Data entries
-.-.-

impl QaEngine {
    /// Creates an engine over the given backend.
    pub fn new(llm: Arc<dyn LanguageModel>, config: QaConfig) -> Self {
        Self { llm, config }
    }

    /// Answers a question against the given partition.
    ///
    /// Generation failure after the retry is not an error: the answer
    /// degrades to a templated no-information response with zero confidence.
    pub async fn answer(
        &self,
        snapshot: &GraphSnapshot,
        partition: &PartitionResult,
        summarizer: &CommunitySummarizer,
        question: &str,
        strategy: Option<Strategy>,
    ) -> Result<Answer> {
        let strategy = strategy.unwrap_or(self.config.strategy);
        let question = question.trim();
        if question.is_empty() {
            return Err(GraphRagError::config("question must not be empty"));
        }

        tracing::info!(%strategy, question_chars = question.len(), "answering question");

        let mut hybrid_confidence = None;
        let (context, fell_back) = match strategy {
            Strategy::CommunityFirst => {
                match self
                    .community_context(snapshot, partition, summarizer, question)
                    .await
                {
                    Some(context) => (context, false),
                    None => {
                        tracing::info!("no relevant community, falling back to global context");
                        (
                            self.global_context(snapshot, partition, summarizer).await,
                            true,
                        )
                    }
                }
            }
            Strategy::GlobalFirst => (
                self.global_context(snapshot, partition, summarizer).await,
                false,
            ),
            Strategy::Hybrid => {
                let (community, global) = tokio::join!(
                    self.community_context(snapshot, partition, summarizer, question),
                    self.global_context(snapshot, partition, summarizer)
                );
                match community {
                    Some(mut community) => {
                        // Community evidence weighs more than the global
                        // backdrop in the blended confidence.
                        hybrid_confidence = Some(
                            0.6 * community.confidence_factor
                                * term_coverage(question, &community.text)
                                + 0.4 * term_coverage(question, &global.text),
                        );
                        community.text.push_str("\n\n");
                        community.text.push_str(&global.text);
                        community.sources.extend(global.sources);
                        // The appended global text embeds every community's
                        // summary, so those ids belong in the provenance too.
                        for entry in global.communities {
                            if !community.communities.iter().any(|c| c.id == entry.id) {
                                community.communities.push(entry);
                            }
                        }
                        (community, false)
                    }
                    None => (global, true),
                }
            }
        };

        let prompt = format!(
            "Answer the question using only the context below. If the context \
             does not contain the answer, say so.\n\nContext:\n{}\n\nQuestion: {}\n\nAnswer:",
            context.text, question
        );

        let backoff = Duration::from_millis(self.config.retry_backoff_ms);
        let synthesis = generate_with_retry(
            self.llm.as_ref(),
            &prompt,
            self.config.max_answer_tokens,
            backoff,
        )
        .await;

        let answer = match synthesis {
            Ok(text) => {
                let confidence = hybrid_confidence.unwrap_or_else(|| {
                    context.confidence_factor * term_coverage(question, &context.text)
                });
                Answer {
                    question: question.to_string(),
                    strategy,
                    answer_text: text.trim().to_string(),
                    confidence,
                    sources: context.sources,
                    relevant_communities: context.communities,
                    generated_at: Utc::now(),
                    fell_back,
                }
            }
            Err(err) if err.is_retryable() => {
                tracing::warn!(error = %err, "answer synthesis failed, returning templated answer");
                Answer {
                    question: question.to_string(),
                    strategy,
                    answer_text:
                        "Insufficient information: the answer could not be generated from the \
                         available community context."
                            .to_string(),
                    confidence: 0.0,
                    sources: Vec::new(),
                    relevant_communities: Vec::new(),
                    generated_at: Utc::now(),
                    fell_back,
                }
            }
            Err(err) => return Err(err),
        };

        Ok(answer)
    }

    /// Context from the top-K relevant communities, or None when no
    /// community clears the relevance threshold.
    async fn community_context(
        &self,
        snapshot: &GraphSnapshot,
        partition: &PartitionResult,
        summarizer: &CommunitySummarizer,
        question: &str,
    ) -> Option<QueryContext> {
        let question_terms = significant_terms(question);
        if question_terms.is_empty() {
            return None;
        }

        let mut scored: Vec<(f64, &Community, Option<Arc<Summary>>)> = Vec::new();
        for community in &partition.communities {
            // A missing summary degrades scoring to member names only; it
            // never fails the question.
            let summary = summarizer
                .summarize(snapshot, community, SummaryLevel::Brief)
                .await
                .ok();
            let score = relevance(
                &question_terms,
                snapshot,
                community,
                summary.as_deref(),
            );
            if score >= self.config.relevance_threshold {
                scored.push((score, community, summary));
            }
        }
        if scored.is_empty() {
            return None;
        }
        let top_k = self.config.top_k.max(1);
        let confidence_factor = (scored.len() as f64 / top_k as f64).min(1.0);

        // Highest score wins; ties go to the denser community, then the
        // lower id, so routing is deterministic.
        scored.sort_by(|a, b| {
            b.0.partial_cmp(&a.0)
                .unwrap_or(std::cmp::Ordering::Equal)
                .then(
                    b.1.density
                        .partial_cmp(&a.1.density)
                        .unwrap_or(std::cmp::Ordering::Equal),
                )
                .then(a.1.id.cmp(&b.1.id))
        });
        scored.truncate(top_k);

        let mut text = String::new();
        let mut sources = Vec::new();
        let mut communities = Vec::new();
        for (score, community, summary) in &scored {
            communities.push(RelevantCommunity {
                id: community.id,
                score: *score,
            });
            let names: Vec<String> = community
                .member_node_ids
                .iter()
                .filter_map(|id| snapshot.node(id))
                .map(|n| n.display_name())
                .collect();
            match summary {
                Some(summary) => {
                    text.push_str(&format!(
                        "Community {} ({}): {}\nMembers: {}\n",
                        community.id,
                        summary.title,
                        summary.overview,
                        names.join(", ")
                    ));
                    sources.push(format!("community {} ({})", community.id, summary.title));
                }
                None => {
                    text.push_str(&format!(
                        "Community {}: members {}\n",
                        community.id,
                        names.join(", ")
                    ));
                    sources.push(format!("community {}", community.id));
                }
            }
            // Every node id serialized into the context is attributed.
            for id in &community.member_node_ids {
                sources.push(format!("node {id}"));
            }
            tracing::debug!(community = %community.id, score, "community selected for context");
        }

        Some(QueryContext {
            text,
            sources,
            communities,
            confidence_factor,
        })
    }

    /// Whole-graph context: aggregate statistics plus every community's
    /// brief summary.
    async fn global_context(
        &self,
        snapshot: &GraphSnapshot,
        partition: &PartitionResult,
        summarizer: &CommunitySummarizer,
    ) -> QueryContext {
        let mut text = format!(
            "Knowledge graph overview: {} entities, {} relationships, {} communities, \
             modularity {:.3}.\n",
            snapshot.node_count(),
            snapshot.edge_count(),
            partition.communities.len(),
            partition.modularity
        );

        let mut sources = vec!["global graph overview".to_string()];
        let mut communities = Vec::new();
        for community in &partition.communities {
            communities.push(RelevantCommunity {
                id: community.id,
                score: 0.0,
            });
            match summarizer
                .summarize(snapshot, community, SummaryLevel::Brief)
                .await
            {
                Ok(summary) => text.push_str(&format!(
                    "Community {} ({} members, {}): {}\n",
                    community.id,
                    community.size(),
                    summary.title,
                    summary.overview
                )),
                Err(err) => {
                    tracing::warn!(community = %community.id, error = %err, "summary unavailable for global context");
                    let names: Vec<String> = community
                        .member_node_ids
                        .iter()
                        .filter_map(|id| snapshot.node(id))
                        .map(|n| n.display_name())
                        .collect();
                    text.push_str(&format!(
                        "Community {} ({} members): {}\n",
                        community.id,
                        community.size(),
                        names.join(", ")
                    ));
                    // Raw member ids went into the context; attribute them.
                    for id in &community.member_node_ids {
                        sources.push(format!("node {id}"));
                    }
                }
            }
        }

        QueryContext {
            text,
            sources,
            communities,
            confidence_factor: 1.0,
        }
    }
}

-.-.-

Your instructions:
Word for word, restate all of the entries.

Exercise answer:
impl QaEngine {
    /// Creates an engine over the given backend.
    pub fn new(llm: Arc<dyn LanguageModel>, config: QaConfig) -> Self {
        Self { llm, config }
    }

    /// Answers a question against the given partition.
    ///
    /// Generation failure after the retry is not an error: the answer
    /// degrades to a templated no-information response with zero confidence.
    pub async fn answer(
        &self,
        snapshot: &GraphSnapshot,
        partition: &PartitionResult,
        summarizer: &CommunitySummarizer,
        question: &str,
        strategy: Option<Strategy>,
    ) -> Result<Answer> {
        let strategy = strategy.unwrap_or(self.config.strategy);
        let question = question.trim();
        if question.is_empty() {
            return Err(GraphRagError::config("question must not be empty"));
        }

        tracing::info!(%strategy, question_chars = question.len(), "answering question");

        let mut hybrid_confidence = None;
        let (context, fell_back) = match strategy {
            Strategy::CommunityFirst => {
                match self
                    .community_context(snapshot, partition, summarizer, question)
                    .await
                {
                    Some(context) => (context, false),
                    None => {
                        tracing::info!("no relevant community, falling back to global context");
                        (
                            self.global_context(snapshot, partition, summarizer).await,
                            true,
                        )
                    }
                }
            }
            Strategy::GlobalFirst => (
                self.global_context(snapshot, partition, summarizer).await,
                false,
            ),
            Strategy::Hybrid => {
                let (community, global) = tokio::join!(
                    self.community_context(snapshot, partition, summarizer, question),
                    self.global_context(snapshot, partition, summarizer)
                );
                match community {
                    Some(mut community) => {
                        // Community evidence weighs more than the global
                        // backdrop in the blended confidence.
                        hybrid_confidence = Some(
                            0.6 * community.confidence_factor
                                * term_coverage(question, &community.text)
                                + 0.4 * term_coverage(question, &global.text),
                        );
                        community.text.push_str("\n\n");
                        community.text.push_str(&global.text);
                        community.sources.extend(global.sources);
                        // The appended global text embeds every community's
                        // summary, so those ids belong in the provenance too.
                        for entry in global.communities {
                            if !community.communities.iter().any(|c| c.id == entry.id) {
                                community.communities.push(entry);
                            }
                        }
                        (community, false)
                    }
                    None => (global, true),
                }
            }
        };

        let prompt = format!(
            "Answer the question using only the context below. If the context \
             does not contain the answer, say so.\n\nContext:\n{}\n\nQuestion: {}\n\nAnswer:",
            context.text, question
        );

        let backoff = Duration::from_millis(self.config.retry_backoff_ms);
        let synthesis = generate_with_retry(
            self.llm.as_ref(),
            &prompt,
            self.config.max_answer_tokens,
            backoff,
        )
        .await;

        let answer = match synthesis {
            Ok(text) => {
                let confidence = hybrid_confidence.unwrap_or_else(|| {
                    context.confidence_factor * term_coverage(question, &context.text)
                });
                Answer {
                    question: question.to_string(),
                    strategy,
                    answer_text: text.trim().to_string(),
                    confidence,
                    sources: context.sources,
                    relevant_communities: context.communities,
                    generated_at: Utc::now(),
                    fell_back,
                }
            }
            Err(err) if err.is_retryable() => {
                tracing::warn!(error = %err, "answer synthesis failed, returning templated answer");
                Answer {
                    question: question.to_string(),
                    strategy,
                    answer_text:
                        "Insufficient information: the answer could not be generated from the \
                         available community context."
                            .to_string(),
                    confidence: 0.0,
                    sources: Vec::new(),
                    relevant_communities: Vec::new(),
                    generated_at: Utc::now(),
                    fell_back,
                }
            }
            Err(err) => return Err(err),
        };

        Ok(answer)
    }

    /// Context from the top-K relevant communities, or None when no
    /// community clears the relevance threshold.
    async fn community_context(
        &self,
        snapshot: &GraphSnapshot,
        partition: &PartitionResult,
        summarizer: &CommunitySummarizer,
        question: &str,
    ) -> Option<QueryContext> {
        let question_terms = significant_terms(question);
        if question_terms.is_empty() {
            return None;
        }

        let mut scored: Vec<(f64, &Community, Option<Arc<Summary>>)> = Vec::new();
        for community in &partition.communities {
            // A missing summary degrades scoring to member names only; it
            // never fails the question.
            let summary = summarizer
                .summarize(snapshot, community, SummaryLevel::Brief)
                .await
                .ok();
            let score = relevance(
                &question_terms,
                snapshot,
                community,
                summary.as_deref(),
            );
            if score >= self.config.relevance_threshold {
                scored.push((score, community, summary));
            }
        }
        if scored.is_empty() {
            return None;
        }
        let top_k = self.config.top_k.max(1);
        let confidence_factor = (scored.len() as f64 / top_k as f64).min(1.0);

        // Highest score wins; ties go to the denser community, then the
        // lower id, so routing is deterministic.
        scored.sort_by(|a, b| {
            b.0.partial_cmp(&a.0)
                .unwrap_or(std::cmp::Ordering::Equal)
                .then(
                    b.1.density
                        .partial_cmp(&a.1.density)
                        .unwrap_or(std::cmp::Ordering::Equal),
                )
                .then(a.1.id.cmp(&b.1.id))
        });
        scored.truncate(top_k);

        let mut text = String::new();
        let mut sources = Vec::new();
        let mut communities = Vec::new();
        for (score, community, summary) in &scored {
            communities.push(RelevantCommunity {
                id: community.id,
                score: *score,
            });
            let names: Vec<String> = community
                .member_node_ids
                .iter()
                .filter_map(|id| snapshot.node(id))
                .map(|n| n.display_name())
                .collect();
            match summary {
                Some(summary) => {
                    text.push_str(&format!(
                        "Community {} ({}): {}\nMembers: {}\n",
                        community.id,
                        summary.title,
                        summary.overview,
                        names.join(", ")
                    ));
                    sources.push(format!("community {} ({})", community.id, summary.title));
                }
                None => {
                    text.push_str(&format!(
                        "Community {}: members {}\n",
                        community.id,
                        names.join(", ")
                    ));
                    sources.push(format!("community {}", community.id));
                }
            }
            // Every node id serialized into the context is attributed.
            for id in &community.member_node_ids {
                sources.push(format!("node {id}"));
            }
            tracing::debug!(community = %community.id, score, "community selected for context");
        }

        Some(QueryContext {
            text,
            sources,
            communities,
            confidence_factor,
        })
    }

    /// Whole-graph context: aggregate statistics plus every community's
    /// brief summary.
    async fn global_context(
        &self,
        snapshot: &GraphSnapshot,
        partition: &PartitionResult,
        summarizer: &CommunitySummarizer,
    ) -> QueryContext {
        let mut text = format!(
            "Knowledge graph overview: {} entities, {} relationships, {} communities, \
             modularity {:.3}.\n",
            snapshot.node_count(),
            snapshot.edge_count(),
            partition.communities.len(),
            partition.modularity
        );

        let mut sources = vec!["global graph overview".to_string()];
        let mut communities = Vec::new();
        for community in &partition.communities {
            communities.push(RelevantCommunity {
                id: community.id,
                score: 0.0,
            });
            match summarizer
                .summarize(snapshot, community, SummaryLevel::Brief)
                .await
            {
                Ok(summary) => text.push_str(&format!(
                    "Community {} ({} members, {}): {}\n",
                    community.id,
                    community.size(),
                    summary.title,
                    summary.overview
                )),
                Err(err) => {
                    tracing::warn!(community = %community.id, error = %err, "summary unavailable for global context");
                    let names: Vec<String> = community
                        .member_node_ids
                        .iter()
                        .filter_map(|id| snapshot.node(id))
                        .map(|n| n.display_name())
                        .collect();
                    text.push_str(&format!(
                        "Community {} ({} members): {}\n",
                        community.id,
                        community.size(),
                        names.join(", ")
                    ));
                    // Raw member ids went into the context; attribute them.
                    for id in &community.member_node_ids {
                        sources.push(format!("node {id}"));
                    }
                }
            }
        }

        QueryContext {
            text,
            sources,
            communities,
            confidence_factor: 1.0,
        }
    }
}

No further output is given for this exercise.